The baby, born on Monday to global media frenzy and third in line to the British throne, will be known as His Royal Highness Prince George of Cambridge, Kensington Palace said in a statement.
All three names had been among the favourites listed by British bookmakers, and the announcement was relatively quick by royal standards; it took a month for the name of Prince Charles, the heir to the throne, to be announced, and a week for William, his eldest son.
George has been the name of six British kings. The last, George VI, was the father of Queen Elizabeth and reigned from 1936 to 1952.
Alexandra, the female form of Alexander, is one of the queen's middle names, and was also the name of the queen consort of King Edward VII at the start of the last century.
Louis is one of William's middle names, and was the given name of Prince Charles's mentor and great-uncle Louis Mountbatten, who was assassinated by Irish nationalist IRA fighters in 1979.
The baby's arrival on Monday triggered frenetic coverage from global media who had camped for days on the doorstep of the London hospital where he was born, as well as celebratory gun salutes and the illumination of London landmarks in blue.
Keeping it simple
The choice of name, relatively short by royal standards, does not necessarily mean the baby will eventually become King George VII.

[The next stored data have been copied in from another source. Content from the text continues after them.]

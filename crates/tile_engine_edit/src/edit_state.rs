use tile_engine::{Cell, EngineError, MapGrid, PaletteGrid, Position, Result, TextAttribute, TextPane};

use crate::{Brush, Layout, Region};

/// All mutable editor data: map, palette, brush and mouse cursor.
///
/// Owned by a single [`crate::EditSession`] and lent to the mode handlers and the
/// compositor, nothing here is shared.
#[derive(Clone, Debug)]
pub struct EditState {
    map: MapGrid,
    palette: PaletteGrid,
    brush: Brush,
    layout: Layout,
    cursor: Option<Position>,
}

impl Default for EditState {
    fn default() -> Self {
        Self::new(MapGrid::default(), PaletteGrid::default())
    }
}

impl EditState {
    pub fn new(map: MapGrid, palette: PaletteGrid) -> Self {
        let layout = Layout::new(map.size(), palette.size());
        Self {
            map,
            palette,
            brush: Brush::default(),
            layout,
            cursor: None,
        }
    }

    pub fn map(&self) -> &MapGrid {
        &self.map
    }

    pub fn palette(&self) -> &PaletteGrid {
        &self.palette
    }

    pub fn brush(&self) -> &Brush {
        &self.brush
    }

    pub fn layout(&self) -> &Layout {
        &self.layout
    }

    /// Cursor in screen coordinates, `None` while the mouse is outside the surface.
    pub fn cursor(&self) -> Option<Position> {
        self.cursor
    }

    pub fn set_cursor(&mut self, pos: Position) {
        self.cursor = self.layout.region_at(pos).map(|_| pos);
    }

    pub fn cursor_region(&self) -> Option<Region> {
        self.cursor.and_then(|pos| self.layout.region_at(pos))
    }

    /// Replaces the map wholesale, used after loading a file.
    ///
    /// Fails with [`EngineError::SizeMismatch`] and keeps the current map if the dimensions differ.
    pub fn replace_map(&mut self, map: MapGrid) -> Result<()> {
        if map.size() != self.map.size() {
            return Err(EngineError::SizeMismatch {
                expected: self.map.size(),
                actual: map.size(),
            });
        }
        self.map = map;
        Ok(())
    }

    /// Picks the swatch at `pos` (palette coordinates) into the brush.
    ///
    /// A color pick also highlights the whole color band with the picked attribute.
    pub fn pick_at(&mut self, pos: Position) -> Brush {
        let swatch = self.palette.swatch_at(pos);
        self.brush.apply(swatch);
        if let tile_engine::Swatch::Color(attribute) = swatch {
            self.palette.apply_color_highlight(attribute);
        }
        self.brush
    }

    pub fn clear_brush(&mut self) {
        self.brush.clear();
        self.palette.apply_color_highlight(TextAttribute::DEFAULT_PALETTE);
    }

    /// Commits the brush at `pos` (map coordinates). Does nothing without a brush.
    pub fn paint(&mut self, pos: Position) -> Option<Cell> {
        let cell = self.brush.cell()?;
        self.map.set_cell(pos, cell);
        Some(cell)
    }

    pub fn set_walkable(&mut self, pos: Position, walkable: bool) {
        self.map.set_walkable(pos, walkable);
    }
}
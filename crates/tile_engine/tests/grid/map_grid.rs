//! Tests for MapGrid

use tile_engine::{Cell, MapGrid, Position, TextAttribute, TextPane};

#[test]
fn test_set_walkable_keeps_cell() {
    let mut map = MapGrid::default();
    let pos = Position::new(79, 24);
    let cell = Cell::new(0xDB, TextAttribute::new(14, 1));
    map.set_cell(pos, cell);

    map.set_walkable(pos, false);
    assert_eq!(map.char_at(pos), cell);
    map.set_walkable(pos, true);
    assert_eq!(map.char_at(pos), cell);
}

#[test]
fn test_set_cell_keeps_walkable_everywhere() {
    let mut map = MapGrid::new((5, 5)).unwrap();
    let blocked = [Position::new(0, 0), Position::new(3, 2), Position::new(4, 4)];
    for pos in blocked {
        map.set_walkable(pos, false);
    }

    for pos in map.positions().collect::<Vec<_>>() {
        map.set_cell(pos, Cell::new(b'.', TextAttribute::from_u8(0x07)));
    }

    for pos in map.positions() {
        assert_eq!(map.is_walkable(pos), !blocked.contains(&pos), "walkability changed at {pos}");
    }
}

#[test]
fn test_positions_are_row_major() {
    let map = MapGrid::new((3, 2)).unwrap();
    let positions: Vec<_> = map.positions().collect();
    assert_eq!(
        positions,
        vec![
            Position::new(0, 0),
            Position::new(1, 0),
            Position::new(2, 0),
            Position::new(0, 1),
            Position::new(1, 1),
            Position::new(2, 1),
        ]
    );
}
//! Crossterm backed input source.

use std::{io, time::Duration};

use crossterm::event::{self, Event, KeyCode, KeyEventKind};
use tile_engine_edit::{EditorEvent, InputSource, Key, KeyEvent, MouseButton, MouseEvent, MouseEventKind};

/// Polls the terminal for input, waiting at most `timeout` per call.
pub struct TerminalInput {
    timeout: Duration,
}

impl TerminalInput {
    pub fn new(timeout: Duration) -> Self {
        Self { timeout }
    }
}

impl InputSource for TerminalInput {
    fn poll_event(&mut self) -> io::Result<Option<EditorEvent>> {
        if !event::poll(self.timeout)? {
            return Ok(None);
        }
        Ok(translate_event(&event::read()?))
    }
}

/// Maps a terminal event to an editor event. Events the editor has no use for map to `None`.
pub(crate) fn translate_event(event: &Event) -> Option<EditorEvent> {
    match event {
        Event::Key(key_event) => {
            let key = translate_key(key_event.code)?;
            let is_down = key_event.kind != KeyEventKind::Release;
            Some(EditorEvent::Key(KeyEvent { key, is_down }))
        }
        Event::Mouse(mouse_event) => {
            let kind = translate_mouse_kind(mouse_event.kind)?;
            Some(EditorEvent::Mouse(MouseEvent::new(kind, (mouse_event.column, mouse_event.row))))
        }
        _ => None,
    }
}

fn translate_key(code: KeyCode) -> Option<Key> {
    match code {
        KeyCode::Tab => Some(Key::Tab),
        KeyCode::Esc => Some(Key::Escape),
        KeyCode::Enter => Some(Key::Enter),
        KeyCode::F(n) => Some(Key::F(n)),
        KeyCode::Char(ch) => Some(Key::from_char(ch)),
        _ => None,
    }
}

fn translate_button(button: event::MouseButton) -> Option<MouseButton> {
    match button {
        event::MouseButton::Left => Some(MouseButton::Left),
        event::MouseButton::Right => Some(MouseButton::Right),
        event::MouseButton::Middle => None,
    }
}

fn translate_mouse_kind(kind: event::MouseEventKind) -> Option<MouseEventKind> {
    match kind {
        event::MouseEventKind::Moved => Some(MouseEventKind::Moved),
        event::MouseEventKind::Down(button) => translate_button(button).map(MouseEventKind::Pressed),
        event::MouseEventKind::Drag(button) => translate_button(button).map(MouseEventKind::Dragged),
        event::MouseEventKind::Up(button) => translate_button(button).map(MouseEventKind::Released),
        _ => None,
    }
}
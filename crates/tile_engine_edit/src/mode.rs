//! Editor modes
//!
//! The editor is always in exactly one of two modes. A single toggle key flips
//! between them, so left and right clicks can mean different things per mode.

/// Active editing mode
#[derive(Clone, Copy, Debug, Default, PartialEq, Eq, Hash)]
pub enum EditorMode {
    /// Paint glyphs and colors from the palette onto the map
    #[default]
    Tile,
    /// Mark map cells as walkable or blocked
    Walkability,
}

impl EditorMode {
    pub const ALL: [EditorMode; 2] = [EditorMode::Tile, EditorMode::Walkability];

    /// The other mode. There are no guards, every toggle succeeds.
    pub fn toggle(self) -> Self {
        match self {
            EditorMode::Tile => EditorMode::Walkability,
            EditorMode::Walkability => EditorMode::Tile,
        }
    }

    /// Get the display name
    pub fn name(self) -> &'static str {
        match self {
            EditorMode::Tile => "Tile",
            EditorMode::Walkability => "Walkability",
        }
    }

    /// Window title while this mode is active
    pub fn title(self) -> &'static str {
        match self {
            EditorMode::Tile => "Map Editor - Tile Mode",
            EditorMode::Walkability => "Map Editor - Walkability Mode",
        }
    }
}

impl std::fmt::Display for EditorMode {
    fn fmt(&self, f: &mut std::fmt::Formatter<'_>) -> std::fmt::Result {
        f.write_str(self.name())
    }
}
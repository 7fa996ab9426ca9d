use tile_engine::{MAP_HEIGHT, MAP_WIDTH, PALETTE_HEIGHT, PALETTE_WIDTH, Position, Rectangle, Size};

/// Where a screen position lands, in coordinates local to that region.
#[derive(Clone, Copy, Debug, PartialEq, Eq)]
pub enum Region {
    Map(Position),
    Palette(Position),
}

/// Split of the composed surface: map panel on top, palette panel directly below.
#[derive(Clone, Copy, Debug, PartialEq, Eq)]
pub struct Layout {
    map: Rectangle,
    palette: Rectangle,
}

impl Default for Layout {
    fn default() -> Self {
        Self::new(Size::new(MAP_WIDTH, MAP_HEIGHT), Size::new(PALETTE_WIDTH, PALETTE_HEIGHT))
    }
}

impl Layout {
    pub fn new(map_size: Size, palette_size: Size) -> Self {
        Self {
            map: Rectangle::new(Position::default(), map_size),
            palette: Rectangle::new(Position::new(0, map_size.height), palette_size),
        }
    }

    pub fn map_area(&self) -> Rectangle {
        self.map
    }

    pub fn palette_area(&self) -> Rectangle {
        self.palette
    }

    /// Size of the whole composed surface.
    pub fn screen_size(&self) -> Size {
        Size::new(self.map.width().max(self.palette.width()), self.map.height() + self.palette.height())
    }

    /// Classifies a raw screen position. Anything outside both panels is `None`.
    pub fn region_at(&self, pos: Position) -> Option<Region> {
        if self.map.contains_pt(pos) {
            Some(Region::Map(pos - self.map.top_left()))
        } else if self.palette.contains_pt(pos) {
            Some(Region::Palette(pos - self.palette.top_left()))
        } else {
            None
        }
    }
}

The queen's father was christened Albert, but chose to be crowned as George VI.
"It's interesting that they chose to go with just three names. It's almost as if the royal family is coming down with ordinary people, who tend to have fewer middle names than monarchs," historian Suzannah Lipscomb, told Sky News.
"It is a name that none can find any problems with. George itself can't be shortened in any obvious offensive way ... They've probably gone for something that is safe."
Some commentators said the names appeared to have no direct connection to Kate's side of the family.
"They've kept it very simple by not trying to represent all parts of the family," royal historian Tracy Borman told Sky News.
"I think there seems to be genuine joy, warmth and good feeling about this birth and the duke and duchess are so popular. People will be nothing but pleased."